• Work item: From the listing below, return every line with the string "EncodeOptions" in it.
Content starts
use std::{
    fmt, fs,
    path::{Path, PathBuf},
};

use clap::Args;
use eyre::Context;
use w3obj_csv::EncodeOptions;
use w3obj_modfile::{DecodeOptions, FormatVariant, ModFile, ObjectKey, RecordStore, BASE_NEW_ID};

use super::Command;
use crate::{cli::UnknownTypes, utils};

pub const W3OBJ_UNKNOWN_TYPES: &str = "W3OBJ_UNKNOWN_TYPES";

/// Converts between the binary, CSV and JSON representations.
#[derive(Debug, Args)]
pub struct Convert {
    /// Path to the file to convert.
    ///
    /// Either a `.w3u`, `.w3t`, `.w3h` or `.w3a` file, or a `.csv`
    /// file previously produced by this tool.
    input: PathBuf,

    /// Path to the file to create.
    ///
    /// Binary inputs may be written as `.csv` or `.json`; CSV inputs
    /// as one of the binary variants or `.json`.
    output: PathBuf,

    /// How to decode value types outside the documented ones.
    #[clap(long, value_enum, default_value_t, env = W3OBJ_UNKNOWN_TYPES)]
    unknown_types: UnknownTypes,

    /// Prefixes CSV output with a UTF-8 byte order mark.
    #[clap(long)]
    bom: bool,

    /// Restricts CSV output to the given objects.
    ///
    /// Takes the original ID alone for modified stock objects, or
    /// `ORIG:NEW` for custom objects. May be repeated.
    #[clap(long, value_name = "ORIG[:NEW]", value_parser = parse_object_key)]
    only: Vec<ObjectKey>,
}

/// The representation of a file, as told by its extension.
#[derive(Clone, Copy, Debug, PartialEq, Eq)]
enum Format {
    Binary(FormatVariant),
    Csv,
    Json,
}

impl Format {
    fn from_path(path: &Path) -> eyre::Result<Self> {
        let ext = path.extension().and_then(|ext| ext.to_str()).unwrap_or("");

        if ext.eq_ignore_ascii_case("csv") {
            Ok(Self::Csv)
        } else if ext.eq_ignore_ascii_case("json") {
            Ok(Self::Json)
        } else if let Some(variant) = FormatVariant::from_extension(ext) {
            Ok(Self::Binary(variant))
        } else {
            Err(eyre::eyre!(
                "unsupported file type '{}'; expected .w3u, .w3t, .w3h, .w3a, .csv or .json",
                path.display()
            ))
        }
    }
}

impl fmt::Display for Format {
    fn fmt(&self, f: &mut fmt::Formatter<'_>) -> fmt::Result {
        match self {
            Self::Binary(variant) => write!(f, ".{}", variant.extension()),
            Self::Csv => f.write_str(".csv"),
            Self::Json => f.write_str(".json"),
        }
    }
}

/// Ensures that `from` can be converted into `to`.
fn check_conversion(from: Format, to: Format) -> eyre::Result<()> {
    match (from, to) {
        (Format::Binary(_), Format::Csv | Format::Json) => Ok(()),
        (Format::Csv, Format::Binary(_) | Format::Json) => Ok(()),
        (from, to) => Err(eyre::eyre!("cannot convert {from} files to {to}")),
    }
}

/// Parses an object selection of the form `ORIG` or `ORIG:NEW`.
fn parse_object_key(s: &str) -> Result<ObjectKey, String> {
    let (original, new) = match s.split_once(':') {
        Some((original, new)) => (original.trim(), Some(new.trim())),
        None => (s.trim(), None),
    };

    if original.is_empty() || new.is_some_and(str::is_empty) {
        return Err(format!("'{s}' is not of the form ORIG or ORIG:NEW"));
    }

    Ok(match new {
        Some(new) if new != BASE_NEW_ID => ObjectKey::new(original, new),
        _ => ObjectKey::base(original),
    })
}

impl Convert {
    fn read(&self, format: Format) -> eyre::Result<RecordStore> {
        let path = &self.input;
        match format {
            Format::Binary(_) => {
                let options = DecodeOptions {
                    unknown_types: self.unknown_types.into(),
                };
                let file = ModFile::read_path(path, options)
                    .with_context(|| format!("failed to read '{}'", path.display()))?;

                if file.truncated {
                    log::warn!(
                        "'{}' ends in the middle of a record; converting the {} complete ones",
                        path.display(),
                        file.records.len()
                    );
                }
                Ok(file.records)
            }

            Format::Csv => w3obj_csv::read_path(path)
                .with_context(|| format!("failed to read '{}'", path.display())),

            Format::Json => Err(eyre::eyre!(
                "'{}' cannot be read; JSON is an output format only",
                path.display()
            )),
        }
    }

    fn write(&self, format: Format, records: RecordStore) -> eyre::Result<()> {
        let path = &self.output;
        if !self.only.is_empty() && format != Format::Csv {
            log::warn!("Object selection only applies to CSV output; writing all records");
        }

        match format {
            Format::Binary(variant) => ModFile::new(variant, records)
                .write_path(path)
                .with_context(|| format!("failed to write '{}'", path.display())),

            Format::Csv => {
                let options = EncodeOptions {
                    byte_order_mark: self.bom,
                };

                if self.only.is_empty() {
                    w3obj_csv::write_path(&records, path, options)
                        .with_context(|| format!("failed to write '{}'", path.display()))
                } else {
                    let text = w3obj_csv::export_objects(&records, &self.only, options);
                    fs::write(path, text)
                        .with_context(|| format!("failed to write '{}'", path.display()))
                }
            }

            Format::Json => utils::write_json(path, &records),
        }
    }
}

impl Command for Convert {
    fn handle(self) -> eyre::Result<()> {
        let from = Format::from_path(&self.input)?;
        let to = Format::from_path(&self.output)?;
        check_conversion(from, to)?;

        let records = self.read(from)?;
        log::info!(
            "Converting {} records of {} objects from '{}' to '{}'",
            records.len(),
            records.object_keys().len(),
            self.input.display(),
            self.output.display()
        );

        self.write(to, records)
    }
}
Content ends
• Solved problem:
use w3obj_csv::EncodeOptions;
                let options = EncodeOptions {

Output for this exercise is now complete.